++++ INPUT RECORDS
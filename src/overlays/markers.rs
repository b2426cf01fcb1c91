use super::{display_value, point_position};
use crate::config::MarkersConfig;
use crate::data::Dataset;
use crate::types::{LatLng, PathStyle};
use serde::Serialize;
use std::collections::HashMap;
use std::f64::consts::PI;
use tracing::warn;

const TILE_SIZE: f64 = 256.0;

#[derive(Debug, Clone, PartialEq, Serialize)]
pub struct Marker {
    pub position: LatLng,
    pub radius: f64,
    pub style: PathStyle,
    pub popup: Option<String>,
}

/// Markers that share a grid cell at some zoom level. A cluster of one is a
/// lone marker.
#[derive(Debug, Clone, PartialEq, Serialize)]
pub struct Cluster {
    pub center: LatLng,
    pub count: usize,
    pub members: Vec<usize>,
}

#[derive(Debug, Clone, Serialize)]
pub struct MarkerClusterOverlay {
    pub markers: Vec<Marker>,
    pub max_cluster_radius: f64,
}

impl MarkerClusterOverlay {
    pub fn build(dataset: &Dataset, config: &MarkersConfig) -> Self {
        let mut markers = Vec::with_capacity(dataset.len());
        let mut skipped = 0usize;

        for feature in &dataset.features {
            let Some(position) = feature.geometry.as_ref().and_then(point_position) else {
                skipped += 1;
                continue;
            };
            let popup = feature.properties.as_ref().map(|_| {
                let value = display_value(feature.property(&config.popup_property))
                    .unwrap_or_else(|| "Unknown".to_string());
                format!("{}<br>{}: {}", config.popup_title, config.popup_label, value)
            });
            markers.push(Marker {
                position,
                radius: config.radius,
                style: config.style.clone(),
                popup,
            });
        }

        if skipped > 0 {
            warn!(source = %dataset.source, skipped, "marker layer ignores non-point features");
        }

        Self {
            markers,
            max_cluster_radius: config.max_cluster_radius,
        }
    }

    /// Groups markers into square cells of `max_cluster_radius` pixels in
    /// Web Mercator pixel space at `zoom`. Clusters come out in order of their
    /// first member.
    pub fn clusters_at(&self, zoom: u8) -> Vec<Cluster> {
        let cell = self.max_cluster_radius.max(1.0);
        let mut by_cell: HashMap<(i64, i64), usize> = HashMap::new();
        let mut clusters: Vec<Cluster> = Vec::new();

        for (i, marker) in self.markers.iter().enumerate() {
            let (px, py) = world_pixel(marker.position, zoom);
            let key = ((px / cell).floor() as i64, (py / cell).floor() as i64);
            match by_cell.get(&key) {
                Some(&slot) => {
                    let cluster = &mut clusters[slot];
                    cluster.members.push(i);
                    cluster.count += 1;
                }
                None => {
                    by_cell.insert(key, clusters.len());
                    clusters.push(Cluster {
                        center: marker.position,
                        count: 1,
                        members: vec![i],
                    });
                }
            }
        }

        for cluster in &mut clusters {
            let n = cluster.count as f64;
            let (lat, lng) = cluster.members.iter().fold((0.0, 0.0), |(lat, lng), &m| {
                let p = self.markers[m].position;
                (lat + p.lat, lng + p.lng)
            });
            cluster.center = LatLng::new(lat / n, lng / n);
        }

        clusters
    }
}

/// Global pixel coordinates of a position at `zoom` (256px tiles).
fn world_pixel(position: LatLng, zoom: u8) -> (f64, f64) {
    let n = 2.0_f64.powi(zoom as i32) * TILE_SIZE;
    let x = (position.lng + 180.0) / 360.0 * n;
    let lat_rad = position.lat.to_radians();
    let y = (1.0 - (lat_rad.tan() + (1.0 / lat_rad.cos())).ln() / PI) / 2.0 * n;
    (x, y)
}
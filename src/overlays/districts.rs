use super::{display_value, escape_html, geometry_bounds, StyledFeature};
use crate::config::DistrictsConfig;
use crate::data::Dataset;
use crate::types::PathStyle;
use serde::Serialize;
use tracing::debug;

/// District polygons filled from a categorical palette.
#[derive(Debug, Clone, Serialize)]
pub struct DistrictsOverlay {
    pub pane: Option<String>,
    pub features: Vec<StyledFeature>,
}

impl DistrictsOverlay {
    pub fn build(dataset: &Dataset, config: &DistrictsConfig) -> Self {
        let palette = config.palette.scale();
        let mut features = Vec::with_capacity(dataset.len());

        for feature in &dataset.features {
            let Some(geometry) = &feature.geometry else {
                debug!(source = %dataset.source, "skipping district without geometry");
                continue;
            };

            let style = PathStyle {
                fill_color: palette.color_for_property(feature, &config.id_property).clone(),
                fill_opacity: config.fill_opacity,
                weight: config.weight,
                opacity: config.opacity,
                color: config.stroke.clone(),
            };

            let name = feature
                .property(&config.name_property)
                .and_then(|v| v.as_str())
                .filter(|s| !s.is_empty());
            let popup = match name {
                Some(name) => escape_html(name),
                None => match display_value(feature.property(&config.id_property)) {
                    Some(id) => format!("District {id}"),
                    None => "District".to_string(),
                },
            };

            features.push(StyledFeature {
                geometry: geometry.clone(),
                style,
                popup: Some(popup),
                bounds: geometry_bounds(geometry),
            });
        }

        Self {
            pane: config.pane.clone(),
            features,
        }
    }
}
++++++++
++++ INPUT RECORDS
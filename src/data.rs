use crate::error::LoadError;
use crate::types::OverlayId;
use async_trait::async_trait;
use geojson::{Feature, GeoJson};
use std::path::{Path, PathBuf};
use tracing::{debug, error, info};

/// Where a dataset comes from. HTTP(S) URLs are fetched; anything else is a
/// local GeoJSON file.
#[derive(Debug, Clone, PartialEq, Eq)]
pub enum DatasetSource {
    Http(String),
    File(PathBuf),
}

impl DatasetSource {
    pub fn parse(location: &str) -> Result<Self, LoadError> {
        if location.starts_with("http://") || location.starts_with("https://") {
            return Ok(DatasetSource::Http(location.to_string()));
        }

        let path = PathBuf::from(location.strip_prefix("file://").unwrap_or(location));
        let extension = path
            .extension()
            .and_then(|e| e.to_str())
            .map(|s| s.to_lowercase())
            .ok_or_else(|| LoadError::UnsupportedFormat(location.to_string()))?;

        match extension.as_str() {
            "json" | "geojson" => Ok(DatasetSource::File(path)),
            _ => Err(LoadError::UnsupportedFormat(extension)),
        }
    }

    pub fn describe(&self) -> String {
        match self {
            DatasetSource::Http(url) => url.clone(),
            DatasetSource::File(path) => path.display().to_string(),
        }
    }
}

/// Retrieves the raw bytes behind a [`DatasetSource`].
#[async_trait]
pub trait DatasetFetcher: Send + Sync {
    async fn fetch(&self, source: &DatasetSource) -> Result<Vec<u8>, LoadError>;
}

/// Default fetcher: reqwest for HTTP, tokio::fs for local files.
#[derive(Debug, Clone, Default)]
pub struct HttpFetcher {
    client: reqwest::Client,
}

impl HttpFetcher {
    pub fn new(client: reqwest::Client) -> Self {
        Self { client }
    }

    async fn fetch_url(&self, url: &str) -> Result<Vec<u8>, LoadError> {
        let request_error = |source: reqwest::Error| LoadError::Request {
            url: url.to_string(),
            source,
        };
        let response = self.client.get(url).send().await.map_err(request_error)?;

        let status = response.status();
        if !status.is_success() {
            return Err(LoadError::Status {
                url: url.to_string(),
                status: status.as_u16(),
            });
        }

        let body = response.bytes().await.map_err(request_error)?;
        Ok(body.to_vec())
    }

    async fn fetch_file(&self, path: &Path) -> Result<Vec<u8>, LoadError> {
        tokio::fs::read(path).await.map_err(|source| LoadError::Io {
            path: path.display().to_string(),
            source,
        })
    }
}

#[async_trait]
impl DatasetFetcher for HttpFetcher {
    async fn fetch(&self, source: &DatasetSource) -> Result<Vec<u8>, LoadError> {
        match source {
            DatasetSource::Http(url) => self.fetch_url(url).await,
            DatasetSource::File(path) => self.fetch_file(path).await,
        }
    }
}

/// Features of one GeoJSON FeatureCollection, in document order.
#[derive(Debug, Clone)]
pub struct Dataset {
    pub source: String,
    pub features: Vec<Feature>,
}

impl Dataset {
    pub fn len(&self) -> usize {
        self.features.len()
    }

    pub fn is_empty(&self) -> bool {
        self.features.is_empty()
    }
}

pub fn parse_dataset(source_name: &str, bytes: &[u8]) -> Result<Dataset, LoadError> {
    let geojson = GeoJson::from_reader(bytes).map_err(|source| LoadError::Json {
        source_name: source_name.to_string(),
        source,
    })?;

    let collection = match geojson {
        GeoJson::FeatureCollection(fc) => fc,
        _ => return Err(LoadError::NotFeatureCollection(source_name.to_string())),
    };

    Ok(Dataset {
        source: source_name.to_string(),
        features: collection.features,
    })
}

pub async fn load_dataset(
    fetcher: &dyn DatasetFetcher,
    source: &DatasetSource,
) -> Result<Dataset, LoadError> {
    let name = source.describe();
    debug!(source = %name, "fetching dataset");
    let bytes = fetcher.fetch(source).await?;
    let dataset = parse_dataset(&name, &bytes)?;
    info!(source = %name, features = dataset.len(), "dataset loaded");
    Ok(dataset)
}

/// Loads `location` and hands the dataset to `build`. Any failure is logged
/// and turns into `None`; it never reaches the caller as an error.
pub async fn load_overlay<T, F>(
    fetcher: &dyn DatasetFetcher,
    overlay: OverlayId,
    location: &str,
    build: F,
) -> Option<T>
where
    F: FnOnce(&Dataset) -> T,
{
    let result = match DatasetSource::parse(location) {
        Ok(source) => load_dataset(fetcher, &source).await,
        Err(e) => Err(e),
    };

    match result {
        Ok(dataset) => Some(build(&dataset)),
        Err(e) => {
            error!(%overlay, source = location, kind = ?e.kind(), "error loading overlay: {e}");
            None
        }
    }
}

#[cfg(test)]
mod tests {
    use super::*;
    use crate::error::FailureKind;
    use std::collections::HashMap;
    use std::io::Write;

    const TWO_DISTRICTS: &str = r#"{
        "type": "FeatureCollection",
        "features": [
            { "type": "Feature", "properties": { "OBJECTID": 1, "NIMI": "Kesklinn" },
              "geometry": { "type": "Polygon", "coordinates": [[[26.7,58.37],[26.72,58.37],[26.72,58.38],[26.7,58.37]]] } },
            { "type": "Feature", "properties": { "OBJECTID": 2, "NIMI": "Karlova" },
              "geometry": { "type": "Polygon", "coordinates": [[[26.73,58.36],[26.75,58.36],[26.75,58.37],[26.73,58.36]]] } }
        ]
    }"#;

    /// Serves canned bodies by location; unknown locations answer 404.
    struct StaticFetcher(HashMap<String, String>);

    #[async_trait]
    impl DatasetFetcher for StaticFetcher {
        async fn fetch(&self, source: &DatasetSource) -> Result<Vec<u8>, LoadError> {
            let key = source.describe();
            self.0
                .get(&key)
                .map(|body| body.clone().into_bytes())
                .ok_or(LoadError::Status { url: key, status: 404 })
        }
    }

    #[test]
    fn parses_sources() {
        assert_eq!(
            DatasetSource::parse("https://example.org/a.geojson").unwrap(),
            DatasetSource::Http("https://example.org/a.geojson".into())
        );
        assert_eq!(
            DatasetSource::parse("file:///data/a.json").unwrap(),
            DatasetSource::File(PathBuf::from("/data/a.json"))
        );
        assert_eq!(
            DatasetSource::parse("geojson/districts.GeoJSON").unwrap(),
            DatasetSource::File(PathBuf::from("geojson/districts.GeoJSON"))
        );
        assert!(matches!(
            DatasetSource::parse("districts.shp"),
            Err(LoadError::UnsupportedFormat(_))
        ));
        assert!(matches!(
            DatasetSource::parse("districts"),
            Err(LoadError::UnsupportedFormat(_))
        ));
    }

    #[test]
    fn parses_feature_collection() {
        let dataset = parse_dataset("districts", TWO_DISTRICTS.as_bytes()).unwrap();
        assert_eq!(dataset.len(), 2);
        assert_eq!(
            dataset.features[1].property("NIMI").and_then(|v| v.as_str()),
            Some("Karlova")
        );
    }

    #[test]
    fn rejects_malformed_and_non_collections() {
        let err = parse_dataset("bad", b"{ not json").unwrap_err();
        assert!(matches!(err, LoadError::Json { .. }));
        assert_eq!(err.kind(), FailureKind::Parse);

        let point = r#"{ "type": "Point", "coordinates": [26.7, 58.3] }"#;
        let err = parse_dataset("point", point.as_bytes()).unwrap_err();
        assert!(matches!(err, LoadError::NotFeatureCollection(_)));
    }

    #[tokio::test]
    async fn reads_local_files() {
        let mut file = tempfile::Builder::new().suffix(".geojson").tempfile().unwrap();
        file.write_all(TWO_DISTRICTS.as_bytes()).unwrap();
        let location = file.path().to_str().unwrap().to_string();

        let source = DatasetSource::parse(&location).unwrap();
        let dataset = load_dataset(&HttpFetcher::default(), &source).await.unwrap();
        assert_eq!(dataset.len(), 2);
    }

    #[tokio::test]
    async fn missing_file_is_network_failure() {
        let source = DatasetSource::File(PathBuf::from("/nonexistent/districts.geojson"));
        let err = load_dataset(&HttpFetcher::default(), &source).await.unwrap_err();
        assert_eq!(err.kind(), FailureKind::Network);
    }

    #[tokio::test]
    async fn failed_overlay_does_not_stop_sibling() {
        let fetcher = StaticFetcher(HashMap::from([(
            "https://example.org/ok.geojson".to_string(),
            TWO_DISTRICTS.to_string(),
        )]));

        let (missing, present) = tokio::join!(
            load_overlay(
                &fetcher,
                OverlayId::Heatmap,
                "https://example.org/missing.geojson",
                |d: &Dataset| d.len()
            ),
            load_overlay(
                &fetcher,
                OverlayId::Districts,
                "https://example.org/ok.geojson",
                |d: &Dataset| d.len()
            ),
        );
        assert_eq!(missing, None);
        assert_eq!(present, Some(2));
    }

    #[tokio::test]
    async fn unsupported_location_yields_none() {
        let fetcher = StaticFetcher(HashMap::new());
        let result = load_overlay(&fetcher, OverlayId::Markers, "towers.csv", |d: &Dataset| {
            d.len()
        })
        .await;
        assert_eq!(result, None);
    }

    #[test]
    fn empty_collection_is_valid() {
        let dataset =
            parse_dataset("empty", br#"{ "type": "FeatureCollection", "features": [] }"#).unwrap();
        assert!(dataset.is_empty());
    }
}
++++++++
++++ INPUT RECORDS
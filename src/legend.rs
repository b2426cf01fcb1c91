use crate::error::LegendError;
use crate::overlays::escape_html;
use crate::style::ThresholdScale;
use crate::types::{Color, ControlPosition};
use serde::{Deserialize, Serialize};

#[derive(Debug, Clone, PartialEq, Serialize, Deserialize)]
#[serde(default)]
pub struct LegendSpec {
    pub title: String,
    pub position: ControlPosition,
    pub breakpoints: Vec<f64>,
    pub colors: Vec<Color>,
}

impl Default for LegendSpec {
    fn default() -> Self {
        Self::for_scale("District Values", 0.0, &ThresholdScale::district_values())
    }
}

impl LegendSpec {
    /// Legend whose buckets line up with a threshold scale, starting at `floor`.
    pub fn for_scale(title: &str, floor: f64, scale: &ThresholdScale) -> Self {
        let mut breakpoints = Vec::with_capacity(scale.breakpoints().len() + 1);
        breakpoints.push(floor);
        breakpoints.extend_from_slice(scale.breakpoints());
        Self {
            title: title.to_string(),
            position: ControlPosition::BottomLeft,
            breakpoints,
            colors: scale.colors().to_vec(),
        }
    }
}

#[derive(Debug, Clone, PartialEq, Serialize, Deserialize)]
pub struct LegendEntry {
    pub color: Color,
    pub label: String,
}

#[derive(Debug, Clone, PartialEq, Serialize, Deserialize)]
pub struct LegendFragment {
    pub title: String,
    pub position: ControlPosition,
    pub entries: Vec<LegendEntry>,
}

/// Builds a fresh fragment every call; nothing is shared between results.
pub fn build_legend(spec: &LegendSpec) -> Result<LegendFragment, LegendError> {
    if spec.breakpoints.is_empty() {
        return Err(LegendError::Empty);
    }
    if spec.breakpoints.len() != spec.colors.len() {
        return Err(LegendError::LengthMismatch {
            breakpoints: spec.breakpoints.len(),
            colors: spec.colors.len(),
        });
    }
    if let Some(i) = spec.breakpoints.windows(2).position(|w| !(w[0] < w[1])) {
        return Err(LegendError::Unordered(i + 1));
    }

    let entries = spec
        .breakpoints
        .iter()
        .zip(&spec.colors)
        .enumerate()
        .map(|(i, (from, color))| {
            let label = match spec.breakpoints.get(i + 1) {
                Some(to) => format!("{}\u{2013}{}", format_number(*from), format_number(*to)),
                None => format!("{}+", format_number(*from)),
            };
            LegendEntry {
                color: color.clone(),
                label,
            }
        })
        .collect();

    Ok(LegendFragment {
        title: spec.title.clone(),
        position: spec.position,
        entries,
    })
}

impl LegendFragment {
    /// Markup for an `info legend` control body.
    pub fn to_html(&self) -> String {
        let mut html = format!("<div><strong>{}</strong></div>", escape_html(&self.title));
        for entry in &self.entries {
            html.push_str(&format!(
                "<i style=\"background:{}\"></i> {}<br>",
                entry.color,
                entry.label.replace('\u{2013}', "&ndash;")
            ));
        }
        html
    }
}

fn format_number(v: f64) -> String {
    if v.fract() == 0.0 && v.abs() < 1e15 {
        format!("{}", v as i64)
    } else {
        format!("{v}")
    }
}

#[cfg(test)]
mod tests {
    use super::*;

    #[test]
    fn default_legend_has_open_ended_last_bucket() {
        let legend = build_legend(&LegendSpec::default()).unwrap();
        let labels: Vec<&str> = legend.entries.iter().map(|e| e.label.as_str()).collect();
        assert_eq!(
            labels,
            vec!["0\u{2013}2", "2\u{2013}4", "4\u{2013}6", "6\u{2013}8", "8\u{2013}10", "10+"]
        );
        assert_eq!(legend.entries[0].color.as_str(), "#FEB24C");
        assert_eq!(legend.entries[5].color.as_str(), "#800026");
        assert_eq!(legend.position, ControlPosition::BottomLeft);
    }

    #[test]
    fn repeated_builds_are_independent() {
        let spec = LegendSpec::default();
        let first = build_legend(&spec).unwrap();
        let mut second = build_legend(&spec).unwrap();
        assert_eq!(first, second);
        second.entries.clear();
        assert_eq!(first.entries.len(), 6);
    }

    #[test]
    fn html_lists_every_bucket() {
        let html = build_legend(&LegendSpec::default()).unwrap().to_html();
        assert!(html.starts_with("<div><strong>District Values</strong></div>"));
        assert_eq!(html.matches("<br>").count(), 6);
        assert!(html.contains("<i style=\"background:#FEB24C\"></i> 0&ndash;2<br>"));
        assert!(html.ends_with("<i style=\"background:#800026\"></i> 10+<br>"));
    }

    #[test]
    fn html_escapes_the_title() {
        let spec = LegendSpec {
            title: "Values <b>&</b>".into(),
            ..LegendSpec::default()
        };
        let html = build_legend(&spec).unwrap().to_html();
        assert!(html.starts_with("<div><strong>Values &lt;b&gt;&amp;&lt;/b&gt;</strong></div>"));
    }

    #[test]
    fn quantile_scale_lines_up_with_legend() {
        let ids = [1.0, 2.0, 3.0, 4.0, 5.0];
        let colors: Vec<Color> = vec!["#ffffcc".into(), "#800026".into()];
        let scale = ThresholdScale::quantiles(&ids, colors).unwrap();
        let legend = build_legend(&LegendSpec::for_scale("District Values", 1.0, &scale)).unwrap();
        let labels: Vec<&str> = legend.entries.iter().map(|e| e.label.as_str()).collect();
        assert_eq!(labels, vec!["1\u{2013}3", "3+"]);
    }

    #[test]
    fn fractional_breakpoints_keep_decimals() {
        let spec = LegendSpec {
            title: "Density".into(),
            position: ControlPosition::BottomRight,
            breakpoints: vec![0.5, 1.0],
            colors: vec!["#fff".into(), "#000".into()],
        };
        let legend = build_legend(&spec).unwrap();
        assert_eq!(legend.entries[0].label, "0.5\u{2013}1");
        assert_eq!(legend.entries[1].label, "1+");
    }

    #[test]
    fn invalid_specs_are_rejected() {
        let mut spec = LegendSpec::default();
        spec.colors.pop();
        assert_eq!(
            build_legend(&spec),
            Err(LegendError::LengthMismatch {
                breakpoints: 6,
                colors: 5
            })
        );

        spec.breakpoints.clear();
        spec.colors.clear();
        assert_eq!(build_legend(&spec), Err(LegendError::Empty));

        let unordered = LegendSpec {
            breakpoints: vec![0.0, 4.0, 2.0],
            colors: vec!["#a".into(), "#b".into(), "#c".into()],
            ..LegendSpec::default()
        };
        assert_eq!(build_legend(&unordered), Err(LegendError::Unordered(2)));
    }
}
++++++++
▶ _WORK INSTRUCTIONS_
Work out the number of lines in the records that contain the string "super". Nothing but that number should be sent back.

▶ _FINISHED EXERCISE_
4